Cause lawyering in this constitutional and legal netherworld more often resembles trench warfare, where each side attempts to solidify their positions and move a foot in desirable directions, than a contest in which one side seeks to annihilate the other. Legal support and litigation, to mix metaphors, is more often done retail than wholesale. Laws exist that protect vulnerable population.
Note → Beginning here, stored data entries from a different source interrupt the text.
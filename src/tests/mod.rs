mod rules;
mod bit_width;
mod errors;

pub use bit_width::BitWidth;
pub use errors::PolynomialError;

pub(crate) type HashMap<K, V> = fnv::FnvHashMap<K, V>;
pub(crate) type HashSet<K> = fnv::FnvHashSet<K>;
The challenge for lawyers is to ensure the relevant populations know the laws, that the relevant populations are able to comply with those laws, and that those laws are not interpreted in ways that defeat their purpose.  Wong Kim Ark’s history demonstrates the value of “ordinary” legal representation.  He was able to enter the United States after one of his trips to his family’s ancestral home in China because a lawyer had told him, or through a chain of acquaintances, he learned from a lawyer, about the documents to bring, how to acquire those documents, and the rights answers to immigration questions.  Birthright citizenship, Nackenoff and Novkov detail, had always been the dominant understanding in the United States.  That understanding, however, was not so clearly established during the 1890s as to be immune from legal attack.  Birthright citizenship remained the law of the land because Wong Kim Ark had the legal representation necessary to persuade the Supreme Court not to move in directions preferred by those who would restrict Chinese immigration and citizenship.  Americans by Birth tells the story of the entrenchment of a distinctive status quo, birthright citizenship in constitutional law and Asian-American presence in the United States, rather than the tale of a dramatic regime change.

The lessons Nackenoff and Novkov teach about cause lawyering seem particularly appropriate to my home institution, the University of Maryland Carey School of Law.  This year, thanks (thanks, thanks, thanks) to an exceptionally generous gift from Marco and Debbie Chacon, the law school has established The Chacon Center for Immigrant Justice, which will provide (thank you, Maureen Sweeney) clinical services that will help immigrants navigate the immigration bureaucracy on the ground and a separate appellate clinic that will champion law reform.  No doubt students participating in that clinic will dream of winning a victory akin to the Wong Kim Ark of story, that dramatically alters the playing field for immigrant rights.  More likely, they will win victories akin to the Wong Kim Ark of Americans by Birth, that strengthen the immigrant community one by one and four and four by ensuring more immigrants know their rights, can exercise their rights, and have adequate representation when those rights are challenged.  Our books are filled with lawyers seeking to hit grand slams.  Americans by Birth tells the story of a constitutional double, but also the stories of lawyers who advanced the cause of justice simply by sacrifice bunts.